--- EXERCISE DETAILS ---
Would you please copy the part of the material below that opens with the line containing "filename src/models/user.rs" and closes with the line containing "received JSON document."? Copy it exactly, and only it.

____

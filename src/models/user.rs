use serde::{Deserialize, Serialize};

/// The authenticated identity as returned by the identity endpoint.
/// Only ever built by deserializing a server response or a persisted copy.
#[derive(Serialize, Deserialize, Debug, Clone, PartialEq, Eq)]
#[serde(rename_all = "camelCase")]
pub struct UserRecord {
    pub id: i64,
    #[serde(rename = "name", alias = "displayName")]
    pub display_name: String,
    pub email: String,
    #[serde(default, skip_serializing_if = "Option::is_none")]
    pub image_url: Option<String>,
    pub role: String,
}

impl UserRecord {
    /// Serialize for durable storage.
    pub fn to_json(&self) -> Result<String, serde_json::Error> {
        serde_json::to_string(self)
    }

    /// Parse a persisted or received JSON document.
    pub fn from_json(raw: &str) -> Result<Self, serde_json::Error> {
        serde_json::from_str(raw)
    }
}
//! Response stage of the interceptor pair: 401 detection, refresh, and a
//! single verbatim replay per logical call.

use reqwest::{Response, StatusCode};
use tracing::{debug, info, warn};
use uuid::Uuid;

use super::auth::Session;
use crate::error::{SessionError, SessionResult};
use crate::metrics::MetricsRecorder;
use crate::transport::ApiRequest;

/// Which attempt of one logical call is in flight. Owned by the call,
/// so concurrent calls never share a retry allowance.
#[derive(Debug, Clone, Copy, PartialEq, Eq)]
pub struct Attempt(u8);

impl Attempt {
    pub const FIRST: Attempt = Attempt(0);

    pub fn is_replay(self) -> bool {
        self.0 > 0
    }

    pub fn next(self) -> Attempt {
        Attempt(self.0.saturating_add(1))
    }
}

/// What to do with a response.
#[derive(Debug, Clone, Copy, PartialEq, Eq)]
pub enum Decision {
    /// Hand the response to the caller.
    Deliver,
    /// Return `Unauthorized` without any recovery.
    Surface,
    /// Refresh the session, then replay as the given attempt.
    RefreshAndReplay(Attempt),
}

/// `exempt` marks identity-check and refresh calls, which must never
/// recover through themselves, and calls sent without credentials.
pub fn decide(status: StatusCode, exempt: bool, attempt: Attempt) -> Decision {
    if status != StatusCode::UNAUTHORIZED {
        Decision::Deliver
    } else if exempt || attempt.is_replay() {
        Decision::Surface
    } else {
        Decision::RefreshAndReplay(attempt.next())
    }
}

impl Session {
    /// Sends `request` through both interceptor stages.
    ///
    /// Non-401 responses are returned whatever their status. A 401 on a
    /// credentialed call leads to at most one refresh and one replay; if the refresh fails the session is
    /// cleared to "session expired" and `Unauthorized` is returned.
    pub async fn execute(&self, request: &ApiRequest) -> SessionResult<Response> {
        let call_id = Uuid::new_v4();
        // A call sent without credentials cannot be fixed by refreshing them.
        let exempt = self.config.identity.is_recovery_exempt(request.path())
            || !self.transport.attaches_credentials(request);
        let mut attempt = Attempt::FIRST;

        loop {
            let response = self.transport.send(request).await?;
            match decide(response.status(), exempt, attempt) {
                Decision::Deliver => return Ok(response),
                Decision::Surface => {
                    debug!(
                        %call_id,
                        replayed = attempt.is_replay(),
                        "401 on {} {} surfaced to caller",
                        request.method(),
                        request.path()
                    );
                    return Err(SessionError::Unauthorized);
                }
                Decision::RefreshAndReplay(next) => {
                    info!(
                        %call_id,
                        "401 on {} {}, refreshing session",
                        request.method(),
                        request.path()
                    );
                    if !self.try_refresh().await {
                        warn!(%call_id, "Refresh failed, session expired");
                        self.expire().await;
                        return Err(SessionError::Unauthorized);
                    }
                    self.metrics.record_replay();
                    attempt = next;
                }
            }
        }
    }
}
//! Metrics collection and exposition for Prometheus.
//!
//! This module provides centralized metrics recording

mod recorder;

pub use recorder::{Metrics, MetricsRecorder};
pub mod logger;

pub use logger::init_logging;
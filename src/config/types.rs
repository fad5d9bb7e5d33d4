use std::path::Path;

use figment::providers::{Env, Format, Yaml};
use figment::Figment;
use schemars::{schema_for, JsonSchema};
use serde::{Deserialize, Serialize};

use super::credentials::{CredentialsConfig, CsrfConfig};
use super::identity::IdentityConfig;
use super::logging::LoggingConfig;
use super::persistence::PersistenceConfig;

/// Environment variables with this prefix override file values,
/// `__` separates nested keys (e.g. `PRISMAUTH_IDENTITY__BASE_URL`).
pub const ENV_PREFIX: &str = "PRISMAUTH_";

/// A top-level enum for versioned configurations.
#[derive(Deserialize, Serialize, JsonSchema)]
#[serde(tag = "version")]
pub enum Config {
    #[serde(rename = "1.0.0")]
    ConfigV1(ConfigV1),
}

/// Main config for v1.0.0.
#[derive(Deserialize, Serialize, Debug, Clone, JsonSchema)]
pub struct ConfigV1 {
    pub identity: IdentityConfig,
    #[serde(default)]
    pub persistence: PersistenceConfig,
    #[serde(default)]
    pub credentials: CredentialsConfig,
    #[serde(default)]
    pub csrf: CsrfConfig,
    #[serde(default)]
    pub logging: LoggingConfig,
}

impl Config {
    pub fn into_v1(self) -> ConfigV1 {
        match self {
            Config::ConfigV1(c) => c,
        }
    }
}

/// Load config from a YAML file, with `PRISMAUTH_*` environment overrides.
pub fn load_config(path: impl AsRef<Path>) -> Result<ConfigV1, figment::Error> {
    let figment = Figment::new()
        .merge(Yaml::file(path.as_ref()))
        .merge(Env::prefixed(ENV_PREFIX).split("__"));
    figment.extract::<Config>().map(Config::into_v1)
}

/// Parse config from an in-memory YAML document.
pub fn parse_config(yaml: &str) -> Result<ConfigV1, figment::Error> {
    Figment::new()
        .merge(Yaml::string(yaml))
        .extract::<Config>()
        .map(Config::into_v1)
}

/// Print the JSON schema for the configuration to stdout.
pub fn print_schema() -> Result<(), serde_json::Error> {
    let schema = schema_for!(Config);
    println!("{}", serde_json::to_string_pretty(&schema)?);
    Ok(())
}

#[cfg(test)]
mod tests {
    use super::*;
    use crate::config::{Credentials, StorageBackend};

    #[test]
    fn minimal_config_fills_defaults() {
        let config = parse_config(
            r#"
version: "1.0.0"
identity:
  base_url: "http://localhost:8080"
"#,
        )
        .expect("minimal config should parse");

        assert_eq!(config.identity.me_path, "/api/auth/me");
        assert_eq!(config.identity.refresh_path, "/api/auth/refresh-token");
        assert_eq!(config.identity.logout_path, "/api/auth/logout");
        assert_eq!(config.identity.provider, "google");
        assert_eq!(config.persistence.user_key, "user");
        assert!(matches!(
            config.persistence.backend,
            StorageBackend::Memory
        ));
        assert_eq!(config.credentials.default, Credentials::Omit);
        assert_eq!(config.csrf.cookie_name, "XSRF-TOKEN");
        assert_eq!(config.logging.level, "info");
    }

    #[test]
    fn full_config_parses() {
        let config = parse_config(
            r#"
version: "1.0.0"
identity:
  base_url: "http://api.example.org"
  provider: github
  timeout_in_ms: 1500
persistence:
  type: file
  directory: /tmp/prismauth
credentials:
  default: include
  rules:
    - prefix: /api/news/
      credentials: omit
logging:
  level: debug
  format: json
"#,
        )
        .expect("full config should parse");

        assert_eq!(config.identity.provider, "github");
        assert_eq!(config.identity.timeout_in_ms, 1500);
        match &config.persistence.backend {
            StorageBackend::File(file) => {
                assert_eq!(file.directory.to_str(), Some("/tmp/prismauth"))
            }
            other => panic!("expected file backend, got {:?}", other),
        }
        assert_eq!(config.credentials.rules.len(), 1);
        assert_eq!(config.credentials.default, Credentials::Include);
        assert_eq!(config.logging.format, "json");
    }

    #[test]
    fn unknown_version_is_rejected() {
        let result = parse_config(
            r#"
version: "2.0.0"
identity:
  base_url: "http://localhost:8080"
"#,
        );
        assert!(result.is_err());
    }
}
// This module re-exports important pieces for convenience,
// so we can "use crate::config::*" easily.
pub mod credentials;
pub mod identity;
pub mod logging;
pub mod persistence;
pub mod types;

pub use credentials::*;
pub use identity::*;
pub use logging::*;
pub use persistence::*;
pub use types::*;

____

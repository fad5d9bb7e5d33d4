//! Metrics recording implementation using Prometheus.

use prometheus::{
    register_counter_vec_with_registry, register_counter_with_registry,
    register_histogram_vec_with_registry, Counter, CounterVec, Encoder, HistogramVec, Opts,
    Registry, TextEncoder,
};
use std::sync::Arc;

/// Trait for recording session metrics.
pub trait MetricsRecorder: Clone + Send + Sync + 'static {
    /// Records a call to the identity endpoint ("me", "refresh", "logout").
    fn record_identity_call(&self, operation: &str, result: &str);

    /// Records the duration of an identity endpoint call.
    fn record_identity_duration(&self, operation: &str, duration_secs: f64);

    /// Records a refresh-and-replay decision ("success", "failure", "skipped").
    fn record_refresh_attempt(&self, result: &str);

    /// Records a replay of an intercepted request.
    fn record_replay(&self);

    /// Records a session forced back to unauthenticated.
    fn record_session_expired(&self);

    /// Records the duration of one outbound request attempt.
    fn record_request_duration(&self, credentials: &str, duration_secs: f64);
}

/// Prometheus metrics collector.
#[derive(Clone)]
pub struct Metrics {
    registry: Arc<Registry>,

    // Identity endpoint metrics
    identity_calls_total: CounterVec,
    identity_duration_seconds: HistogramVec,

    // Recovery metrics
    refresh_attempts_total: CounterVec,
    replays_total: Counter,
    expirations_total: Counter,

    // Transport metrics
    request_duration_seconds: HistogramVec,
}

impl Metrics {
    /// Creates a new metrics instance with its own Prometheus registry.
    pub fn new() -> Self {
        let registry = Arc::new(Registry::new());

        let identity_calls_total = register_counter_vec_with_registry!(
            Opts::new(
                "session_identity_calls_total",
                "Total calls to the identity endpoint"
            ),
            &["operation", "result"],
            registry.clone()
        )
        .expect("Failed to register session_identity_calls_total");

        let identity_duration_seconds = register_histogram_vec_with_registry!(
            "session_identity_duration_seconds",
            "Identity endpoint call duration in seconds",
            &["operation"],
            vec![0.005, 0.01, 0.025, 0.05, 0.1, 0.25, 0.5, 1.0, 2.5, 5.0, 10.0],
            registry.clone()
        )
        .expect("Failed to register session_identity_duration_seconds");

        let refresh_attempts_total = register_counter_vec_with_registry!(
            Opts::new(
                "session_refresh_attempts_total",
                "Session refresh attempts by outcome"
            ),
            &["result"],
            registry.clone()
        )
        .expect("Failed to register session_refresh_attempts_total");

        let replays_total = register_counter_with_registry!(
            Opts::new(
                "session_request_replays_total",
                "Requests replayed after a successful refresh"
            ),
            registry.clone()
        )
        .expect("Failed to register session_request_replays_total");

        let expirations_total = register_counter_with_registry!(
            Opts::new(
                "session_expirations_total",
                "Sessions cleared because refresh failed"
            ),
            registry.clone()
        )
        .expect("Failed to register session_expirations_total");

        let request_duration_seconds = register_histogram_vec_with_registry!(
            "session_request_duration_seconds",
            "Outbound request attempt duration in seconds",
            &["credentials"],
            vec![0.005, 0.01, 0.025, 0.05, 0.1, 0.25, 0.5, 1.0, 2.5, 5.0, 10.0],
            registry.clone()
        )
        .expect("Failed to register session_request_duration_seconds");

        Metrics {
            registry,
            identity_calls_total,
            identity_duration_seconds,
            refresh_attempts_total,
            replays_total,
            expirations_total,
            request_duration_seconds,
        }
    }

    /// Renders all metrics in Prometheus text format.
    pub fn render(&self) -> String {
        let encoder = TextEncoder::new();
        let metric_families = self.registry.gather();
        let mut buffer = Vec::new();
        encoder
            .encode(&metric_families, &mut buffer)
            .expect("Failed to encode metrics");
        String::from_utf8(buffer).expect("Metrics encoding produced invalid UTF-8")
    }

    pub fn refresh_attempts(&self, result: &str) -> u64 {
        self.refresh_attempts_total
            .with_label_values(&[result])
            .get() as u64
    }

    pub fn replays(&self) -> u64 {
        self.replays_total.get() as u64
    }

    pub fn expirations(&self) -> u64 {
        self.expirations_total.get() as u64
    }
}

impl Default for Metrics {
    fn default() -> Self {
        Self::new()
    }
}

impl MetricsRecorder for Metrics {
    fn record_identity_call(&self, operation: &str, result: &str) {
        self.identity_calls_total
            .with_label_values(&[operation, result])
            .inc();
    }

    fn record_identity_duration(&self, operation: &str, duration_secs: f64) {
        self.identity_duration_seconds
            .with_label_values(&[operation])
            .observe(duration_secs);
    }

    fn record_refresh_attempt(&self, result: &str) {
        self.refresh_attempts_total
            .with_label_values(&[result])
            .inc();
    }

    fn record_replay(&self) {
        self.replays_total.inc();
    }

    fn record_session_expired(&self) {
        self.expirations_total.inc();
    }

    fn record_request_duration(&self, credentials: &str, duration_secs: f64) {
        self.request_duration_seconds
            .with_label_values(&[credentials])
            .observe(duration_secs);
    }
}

____

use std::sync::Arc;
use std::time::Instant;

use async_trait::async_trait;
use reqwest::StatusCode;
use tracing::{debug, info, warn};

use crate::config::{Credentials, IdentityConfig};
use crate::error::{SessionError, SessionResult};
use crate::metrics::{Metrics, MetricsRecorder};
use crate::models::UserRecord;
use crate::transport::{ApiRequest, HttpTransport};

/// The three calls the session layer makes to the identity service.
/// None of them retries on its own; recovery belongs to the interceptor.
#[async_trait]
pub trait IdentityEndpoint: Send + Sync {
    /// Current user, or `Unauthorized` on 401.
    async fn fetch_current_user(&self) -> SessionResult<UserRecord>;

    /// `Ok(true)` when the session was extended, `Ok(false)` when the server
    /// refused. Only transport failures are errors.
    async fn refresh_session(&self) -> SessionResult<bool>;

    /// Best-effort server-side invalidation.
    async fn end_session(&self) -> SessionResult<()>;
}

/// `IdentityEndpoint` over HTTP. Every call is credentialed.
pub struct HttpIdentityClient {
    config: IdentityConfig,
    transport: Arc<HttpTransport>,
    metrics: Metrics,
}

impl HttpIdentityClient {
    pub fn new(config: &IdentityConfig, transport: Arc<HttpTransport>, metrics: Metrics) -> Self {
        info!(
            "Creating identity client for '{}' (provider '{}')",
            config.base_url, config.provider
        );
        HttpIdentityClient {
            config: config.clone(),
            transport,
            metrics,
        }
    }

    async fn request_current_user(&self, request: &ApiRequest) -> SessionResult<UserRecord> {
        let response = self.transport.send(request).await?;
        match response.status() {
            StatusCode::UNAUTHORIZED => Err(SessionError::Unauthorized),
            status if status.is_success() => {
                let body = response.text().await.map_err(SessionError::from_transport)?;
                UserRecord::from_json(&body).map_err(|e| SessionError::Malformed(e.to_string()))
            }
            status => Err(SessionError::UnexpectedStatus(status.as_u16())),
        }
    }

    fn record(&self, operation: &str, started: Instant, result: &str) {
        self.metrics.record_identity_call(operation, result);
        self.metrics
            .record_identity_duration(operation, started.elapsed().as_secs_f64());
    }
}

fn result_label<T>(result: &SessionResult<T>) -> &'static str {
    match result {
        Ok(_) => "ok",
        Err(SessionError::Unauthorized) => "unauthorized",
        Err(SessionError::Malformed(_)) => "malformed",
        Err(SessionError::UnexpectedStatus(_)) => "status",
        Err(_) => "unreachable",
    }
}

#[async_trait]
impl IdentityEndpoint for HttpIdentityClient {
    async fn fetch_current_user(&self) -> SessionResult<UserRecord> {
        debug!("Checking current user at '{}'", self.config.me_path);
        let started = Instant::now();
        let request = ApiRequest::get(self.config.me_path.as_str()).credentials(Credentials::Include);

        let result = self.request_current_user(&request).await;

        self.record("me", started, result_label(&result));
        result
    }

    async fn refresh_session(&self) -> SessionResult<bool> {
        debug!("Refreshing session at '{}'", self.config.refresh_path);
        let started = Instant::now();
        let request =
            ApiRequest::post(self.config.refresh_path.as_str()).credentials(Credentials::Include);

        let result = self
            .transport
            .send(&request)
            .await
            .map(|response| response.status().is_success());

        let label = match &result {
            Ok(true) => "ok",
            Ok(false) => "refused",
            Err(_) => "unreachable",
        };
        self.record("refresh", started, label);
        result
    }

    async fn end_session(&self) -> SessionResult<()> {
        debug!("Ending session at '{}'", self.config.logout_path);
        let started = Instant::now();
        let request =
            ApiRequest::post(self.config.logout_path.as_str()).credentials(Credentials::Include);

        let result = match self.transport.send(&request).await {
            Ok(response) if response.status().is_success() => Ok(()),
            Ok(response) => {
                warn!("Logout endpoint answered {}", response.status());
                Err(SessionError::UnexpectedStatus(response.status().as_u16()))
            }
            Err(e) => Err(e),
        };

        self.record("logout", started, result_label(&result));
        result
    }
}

____

--- RESPONSE BELOW ---
filename src/models/user.rs
use serde::{Deserialize, Serialize};

/// The authenticated identity as returned by the identity endpoint.
/// Only ever built by deserializing a server response or a persisted copy.
#[derive(Serialize, Deserialize, Debug, Clone, PartialEq, Eq)]
#[serde(rename_all = "camelCase")]
pub struct UserRecord {
    pub id: i64,
    #[serde(rename = "name", alias = "displayName")]
    pub display_name: String,
    pub email: String,
    #[serde(default, skip_serializing_if = "Option::is_none")]
    pub image_url: Option<String>,
    pub role: String,
}

impl UserRecord {
    /// Serialize for durable storage.
    pub fn to_json(&self) -> Result<String, serde_json::Error> {
        serde_json::to_string(self)
    }

    /// Parse a persisted or received JSON document.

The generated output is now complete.